Stored data entries:
[Start of Attachment]

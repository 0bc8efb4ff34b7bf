//! The fleet manager: one control loop that owns the run queue, the worker
//! slots and every run tree.
//!
//! Each tick it (a) expands newly queued runs, (b) settles or dispatches
//! ready components, (c) drains worker reports without blocking, reclaims
//! slots past their dispatch deadline and winds down finished runs, and
//! (d) every `idle_factor` ticks, when nothing is waiting for a slot, sweeps
//! old sandboxes.

use std::collections::{HashMap, HashSet, VecDeque};
use std::path::PathBuf;
use std::time::Instant;

use chrono::Utc;
use serde::{Deserialize, Serialize};
use sluice_cache::{
  ContentHash, Dataset, DatasetId, DatasetRegistry, ExecLog, RecordId, ResultCache, ReuseDecision,
};
use sluice_config::FleetConfig;
use sluice_container::{ContainerTask, OutcomeKind, TaskInput, TaskOutcome};
use sluice_pipeline::{ComponentKey, Method, Pipeline};
use sluice_run::{NodeId, RunBook, RunId, RunState, RunTree, TransitionError};
use tokio::sync::{mpsc, oneshot};
use tokio::task::JoinHandle;
use tokio::time::MissedTickBehavior;
use tokio_util::sync::CancellationToken;
use tracing::{debug, error, info, instrument, warn};
use uuid::Uuid;

use crate::backend::Backends;
use crate::context::{Plan, RunContext, qualified_name};
use crate::descriptor::{Resources, TaskDescriptor};
use crate::error::FleetError;
use crate::events::{EventNotifier, FleetEvent, NoopNotifier};
use crate::janitor::SandboxJanitor;
use crate::worker::{Dispatch, SlotStatus, Worker, WorkerMessage};

/// Lines of stderr carried in a failure summary.
const STDERR_TAIL_LINES: usize = 20;

/// A request to execute a pipeline on a set of input files.
#[derive(Debug, Clone)]
pub struct RunRequest {
  pub pipeline: Pipeline,
  pub inputs: Vec<PathBuf>,
  pub priority: u32,
  pub owner_uid: Option<u32>,
  pub owner_gid: Option<u32>,
}

impl RunRequest {
  pub fn new(pipeline: Pipeline, inputs: Vec<PathBuf>) -> Self {
    Self {
      pipeline,
      inputs,
      priority: 0,
      owner_uid: None,
      owner_gid: None,
    }
  }

  pub fn with_priority(mut self, priority: u32) -> Self {
    self.priority = priority;
    self
  }

  pub fn with_owner(mut self, uid: u32, gid: u32) -> Self {
    self.owner_uid = Some(uid);
    self.owner_gid = Some(gid);
    self
  }
}

/// A named output of a finished run.
#[derive(Debug, Clone, PartialEq, Serialize, Deserialize)]
pub struct RunOutput {
  pub name: String,
  pub dataset: DatasetId,
  pub hash: ContentHash,
  pub path: Option<PathBuf>,
}

/// How one method step of a run was satisfied.
#[derive(Debug, Clone, PartialEq, Serialize, Deserialize)]
pub struct StepSummary {
  pub name: String,
  pub state: RunState,
  pub reused: Option<RecordId>,
  pub log_id: Option<Uuid>,
  pub return_code: Option<i32>,
  pub recoveries: usize,
}

/// The caller-visible result of a run.
#[derive(Debug, Clone, PartialEq, Serialize, Deserialize)]
pub struct RunSummary {
  pub run_id: RunId,
  pub pipeline_id: String,
  pub state: RunState,
  pub outputs: Vec<RunOutput>,
  pub steps: Vec<StepSummary>,
  /// Earliest-started component that failed.
  pub first_failure: Option<String>,
  pub failure_kind: Option<OutcomeKind>,
  pub return_code: Option<i32>,
  pub stderr_tail: Option<String>,
  pub message: Option<String>,
}

impl RunSummary {
  /// Summary of a run that never started.
  fn unstarted(run_id: RunId, pipeline_id: String, state: RunState, message: String) -> Self {
    Self {
      run_id,
      pipeline_id,
      state,
      outputs: Vec::new(),
      steps: Vec::new(),
      first_failure: None,
      failure_kind: None,
      return_code: None,
      stderr_tail: None,
      message: Some(message),
    }
  }

  pub fn is_success(&self) -> bool {
    self.state == RunState::Successful
  }
}

enum Request {
  Submit {
    run_id: RunId,
    request: Box<RunRequest>,
    done: oneshot::Sender<RunSummary>,
  },
  Cancel {
    run_id: RunId,
  },
}

/// Cloneable handle for talking to a running manager.
#[derive(Clone)]
pub struct ManagerHandle {
  sender: mpsc::UnboundedSender<Request>,
}

impl ManagerHandle {
  /// Queue a run. The pipeline and input arity are checked here; everything
  /// else is reported through the ticket.
  pub fn submit_run(&self, request: RunRequest) -> Result<RunTicket, FleetError> {
    request.pipeline.validate()?;
    if request.inputs.len() != request.pipeline.inputs.len() {
      return Err(FleetError::InvalidRequest {
        message: format!(
          "pipeline '{}' takes {} inputs, {} given",
          request.pipeline.pipeline_id,
          request.pipeline.inputs.len(),
          request.inputs.len()
        ),
      });
    }

    let run_id = RunId::new();
    let (done, receiver) = oneshot::channel();
    self
      .sender
      .send(Request::Submit {
        run_id,
        request: Box::new(request),
        done,
      })
      .map_err(|_| FleetError::ManagerStopped { run_id })?;
    Ok(RunTicket { run_id, receiver })
  }

  /// Ask the manager to cancel a run. Cancellation is cooperative: running
  /// tasks are told to stop and the run settles as Cancelled.
  pub fn cancel_run(&self, run_id: RunId) -> Result<(), FleetError> {
    self
      .sender
      .send(Request::Cancel { run_id })
      .map_err(|_| FleetError::ManagerStopped { run_id })
  }
}

/// Awaitable result of a submitted run.
pub struct RunTicket {
  run_id: RunId,
  receiver: oneshot::Receiver<RunSummary>,
}

impl RunTicket {
  pub fn run_id(&self) -> RunId {
    self.run_id
  }

  pub async fn wait(self) -> Result<RunSummary, FleetError> {
    self
      .receiver
      .await
      .map_err(|_| FleetError::ManagerStopped {
        run_id: self.run_id,
      })
  }
}

/// The fleet manager.
///
/// Generic over `N: EventNotifier` so callers can observe progress. Use
/// `Manager::new()` for no-op notifications or `Manager::with_notifier()`.
///
/// # Usage
///
/// ```ignore
/// let manager = Manager::new(config.fleet, backends, ResultCache::new(), DatasetRegistry::new());
/// let handle = manager.handle();
///
/// let cancel = CancellationToken::new();
/// tokio::spawn(manager.start(cancel.clone()));
///
/// let ticket = handle.submit_run(RunRequest::new(pipeline, inputs))?;
/// let summary = ticket.wait().await?;
/// ```
pub struct Manager<N: EventNotifier = NoopNotifier> {
  config: FleetConfig,
  backends: Backends,
  cache: ResultCache,
  datasets: DatasetRegistry,
  book: RunBook,
  notifier: N,
  sender: mpsc::UnboundedSender<Request>,
  receiver: mpsc::UnboundedReceiver<Request>,
}

impl Manager<NoopNotifier> {
  pub fn new(
    config: FleetConfig,
    backends: Backends,
    cache: ResultCache,
    datasets: DatasetRegistry,
  ) -> Self {
    Self::with_notifier(config, backends, cache, datasets, NoopNotifier)
  }
}

impl<N: EventNotifier> Manager<N> {
  pub fn with_notifier(
    config: FleetConfig,
    backends: Backends,
    cache: ResultCache,
    datasets: DatasetRegistry,
    notifier: N,
  ) -> Self {
    let (sender, receiver) = mpsc::unbounded_channel();
    Self {
      config,
      backends,
      cache,
      datasets,
      book: RunBook::new(),
      notifier,
      sender,
      receiver,
    }
  }

  pub fn handle(&self) -> ManagerHandle {
    ManagerHandle {
      sender: self.sender.clone(),
    }
  }

  /// Live run trees, for inspection while the manager runs.
  pub fn book(&self) -> RunBook {
    self.book.clone()
  }

  /// Run the control loop.
  ///
  /// Returns when `cancel` fires, or once every handle is dropped and no
  /// run remains. A backend that fails its startup check (an unreachable
  /// batch scheduler) aborts before any worker starts.
  #[instrument(name = "fleet_manager", skip_all, fields(workers = self.config.worker_count))]
  pub async fn start(self, cancel: CancellationToken) -> Result<(), FleetError> {
    let Manager {
      mut config,
      backends,
      cache,
      datasets,
      book,
      notifier,
      sender,
      mut receiver,
    } = self;
    drop(sender);
    backends.check().await?;

    if let Ok(root) = std::path::absolute(&config.sandbox_root) {
      config.sandbox_root = root;
    }
    let mut interval = tokio::time::interval(config.poll_interval());
    interval.set_missed_tick_behavior(MissedTickBehavior::Delay);

    let mut control = Control::new(config, backends, cache, datasets, book, notifier);
    info!(
      poll_interval_ms = control.config.poll_interval_ms,
      sandbox_root = %control.config.sandbox_root.display(),
      "fleet_manager_started"
    );

    let mut closed = false;
    loop {
      tokio::select! {
        _ = cancel.cancelled() => {
          info!("fleet_manager_cancelled");
          break;
        }
        request = receiver.recv(), if !closed => match request {
          Some(request) => control.accept(request),
          None => closed = true,
        },
        _ = interval.tick() => {
          control.poll();
          if closed && control.is_idle() {
            break;
          }
        }
      }
    }

    control.shutdown();
    info!("fleet_manager_stopped");
    Ok(())
  }
}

[End of Attachment]

> EXERCISE PROMPT
Lines from the first one above through the line containing "without blocking, reclaims" are to be retyped exactly, both included, and nothing more.

> YOUR RESPONSE
repository 0bc8efb4ff34b7bf
//! The fleet manager: one control loop that owns the run queue, the worker
//! slots and every run tree.
//!
//! Each tick it (a) expands newly queued runs, (b) settles or dispatches
//! ready components, (c) drains worker reports without blocking, reclaims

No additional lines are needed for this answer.